**Work order**
Copy out all of the entries, keeping every word the same.

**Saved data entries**
○ ○ ○ ○ ○
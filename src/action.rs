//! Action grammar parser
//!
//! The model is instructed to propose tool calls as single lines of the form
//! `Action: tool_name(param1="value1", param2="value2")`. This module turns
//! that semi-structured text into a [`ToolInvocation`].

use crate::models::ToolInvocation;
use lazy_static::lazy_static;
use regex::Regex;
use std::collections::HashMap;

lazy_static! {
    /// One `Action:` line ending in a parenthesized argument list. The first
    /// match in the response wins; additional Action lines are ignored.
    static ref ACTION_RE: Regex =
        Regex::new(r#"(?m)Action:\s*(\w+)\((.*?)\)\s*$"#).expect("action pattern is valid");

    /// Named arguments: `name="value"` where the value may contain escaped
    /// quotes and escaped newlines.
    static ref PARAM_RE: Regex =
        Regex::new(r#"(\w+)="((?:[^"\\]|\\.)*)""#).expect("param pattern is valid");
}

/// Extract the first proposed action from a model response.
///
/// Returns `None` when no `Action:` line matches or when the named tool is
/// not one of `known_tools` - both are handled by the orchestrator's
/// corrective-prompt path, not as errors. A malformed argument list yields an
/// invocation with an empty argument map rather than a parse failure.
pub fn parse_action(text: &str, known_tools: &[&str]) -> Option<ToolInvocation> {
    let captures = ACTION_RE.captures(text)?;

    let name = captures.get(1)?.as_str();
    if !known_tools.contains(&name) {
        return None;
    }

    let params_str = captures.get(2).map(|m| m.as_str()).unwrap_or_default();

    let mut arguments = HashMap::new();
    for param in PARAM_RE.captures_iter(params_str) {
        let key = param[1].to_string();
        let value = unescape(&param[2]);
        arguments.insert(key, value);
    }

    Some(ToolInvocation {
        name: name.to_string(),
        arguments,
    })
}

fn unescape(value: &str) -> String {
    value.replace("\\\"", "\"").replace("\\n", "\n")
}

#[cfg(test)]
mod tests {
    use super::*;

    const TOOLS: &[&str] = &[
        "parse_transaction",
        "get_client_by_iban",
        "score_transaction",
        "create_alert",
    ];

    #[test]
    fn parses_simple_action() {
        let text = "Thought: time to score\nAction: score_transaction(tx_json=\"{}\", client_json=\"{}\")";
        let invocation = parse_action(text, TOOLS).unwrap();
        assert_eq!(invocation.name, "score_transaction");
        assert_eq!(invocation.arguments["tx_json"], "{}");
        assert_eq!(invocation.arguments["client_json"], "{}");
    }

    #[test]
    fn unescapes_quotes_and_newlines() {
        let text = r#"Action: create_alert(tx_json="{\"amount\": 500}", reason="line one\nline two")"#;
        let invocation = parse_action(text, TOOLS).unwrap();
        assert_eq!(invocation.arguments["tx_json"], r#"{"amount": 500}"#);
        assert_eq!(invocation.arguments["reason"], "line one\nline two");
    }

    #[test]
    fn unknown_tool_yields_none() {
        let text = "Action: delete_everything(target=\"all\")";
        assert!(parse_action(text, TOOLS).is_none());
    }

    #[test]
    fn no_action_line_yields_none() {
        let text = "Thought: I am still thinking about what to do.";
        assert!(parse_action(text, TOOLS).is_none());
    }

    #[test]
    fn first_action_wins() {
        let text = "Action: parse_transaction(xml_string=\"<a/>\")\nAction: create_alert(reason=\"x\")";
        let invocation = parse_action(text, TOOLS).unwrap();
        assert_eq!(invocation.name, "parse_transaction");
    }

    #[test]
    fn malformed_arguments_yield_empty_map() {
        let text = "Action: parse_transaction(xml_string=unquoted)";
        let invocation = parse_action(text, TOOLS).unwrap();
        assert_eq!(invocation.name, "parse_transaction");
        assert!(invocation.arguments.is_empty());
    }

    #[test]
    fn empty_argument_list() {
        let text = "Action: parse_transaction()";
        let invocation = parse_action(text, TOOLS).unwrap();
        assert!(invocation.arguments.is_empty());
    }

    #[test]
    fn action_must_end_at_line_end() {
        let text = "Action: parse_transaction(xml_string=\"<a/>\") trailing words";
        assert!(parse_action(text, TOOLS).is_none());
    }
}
○ ○ ○ ○ ○
**Output**
filename src/action.rs
//! Action grammar parser
//!
//! The model is instructed to propose tool calls as single lines of the form
//! `Action: tool_name(param1="value1", param2="value2")`. This module turns
//! that semi-structured text into a [`ToolInvocation`].

use crate::models::ToolInvocation;
use lazy_static::lazy_static;
use regex::Regex;
use std::collections::HashMap;

lazy_static! {
    /// One `Action:` line ending in a parenthesized argument list. The first
    /// match in the response wins; additional Action lines are ignored.
    static ref ACTION_RE: Regex =
        Regex::new(r#"(?m)Action:\s*(\w+)\((.*?)\)\s*$"#).expect("action pattern is valid");

    /// Named arguments: `name="value"` where the value may contain escaped
    /// quotes and escaped newlines.
    static ref PARAM_RE: Regex =
        Regex::new(r#"(\w+)="((?:[^"\\]|\\.)*)""#).expect("param pattern is valid");
}

/// Extract the first proposed action from a model response.
///
/// Returns `None` when no `Action:` line matches or when the named tool is
/// not one of `known_tools` - both are handled by the orchestrator's
/// corrective-prompt path, not as errors. A malformed argument list yields an
/// invocation with an empty argument map rather than a parse failure.
pub fn parse_action(text: &str, known_tools: &[&str]) -> Option<ToolInvocation> {
    let captures = ACTION_RE.captures(text)?;

    let name = captures.get(1)?.as_str();
    if !known_tools.contains(&name) {
        return None;
    }

    let params_str = captures.get(2).map(|m| m.as_str()).unwrap_or_default();

    let mut arguments = HashMap::new();
    for param in PARAM_RE.captures_iter(params_str) {
        let key = param[1].to_string();
        let value = unescape(&param[2]);
        arguments.insert(key, value);
    }

    Some(ToolInvocation {
        name: name.to_string(),
        arguments,
    })
}

fn unescape(value: &str) -> String {
    value.replace("\\\"", "\"").replace("\\n", "\n")
}

#[cfg(test)]
mod tests {
    use super::*;

    const TOOLS: &[&str] = &[
        "parse_transaction",
        "get_client_by_iban",
        "score_transaction",
        "create_alert",
    ];

    #[test]
    fn parses_simple_action() {
        let text = "Thought: time to score\nAction: score_transaction(tx_json=\"{}\", client_json=\"{}\")";
        let invocation = parse_action(text, TOOLS).unwrap();
        assert_eq!(invocation.name, "score_transaction");
        assert_eq!(invocation.arguments["tx_json"], "{}");
        assert_eq!(invocation.arguments["client_json"], "{}");
    }

    #[test]
    fn unescapes_quotes_and_newlines() {
        let text = r#"Action: create_alert(tx_json="{\"amount\": 500}", reason="line one\nline two")"#;
        let invocation = parse_action(text, TOOLS).unwrap();
        assert_eq!(invocation.arguments["tx_json"], r#"{"amount": 500}"#);
        assert_eq!(invocation.arguments["reason"], "line one\nline two");
    }

    #[test]
    fn unknown_tool_yields_none() {
        let text = "Action: delete_everything(target=\"all\")";
        assert!(parse_action(text, TOOLS).is_none());
    }

    #[test]
    fn no_action_line_yields_none() {
        let text = "Thought: I am still thinking about what to do.";
        assert!(parse_action(text, TOOLS).is_none());
    }

    #[test]
    fn first_action_wins() {
        let text = "Action: parse_transaction(xml_string=\"<a/>\")\nAction: create_alert(reason=\"x\")";
        let invocation = parse_action(text, TOOLS).unwrap();
        assert_eq!(invocation.name, "parse_transaction");
    }

    #[test]
    fn malformed_arguments_yield_empty_map() {
        let text = "Action: parse_transaction(xml_string=unquoted)";
        let invocation = parse_action(text, TOOLS).unwrap();
        assert_eq!(invocation.name, "parse_transaction");
        assert!(invocation.arguments.is_empty());
    }

    #[test]
    fn empty_argument_list() {
        let text = "Action: parse_transaction()";
        let invocation = parse_action(text, TOOLS).unwrap();
        assert!(invocation.arguments.is_empty());
    }

    #[test]
    fn action_must_end_at_line_end() {
        let text = "Action: parse_transaction(xml_string=\"<a/>\") trailing words";
        assert!(parse_action(text, TOOLS).is_none());
    }
}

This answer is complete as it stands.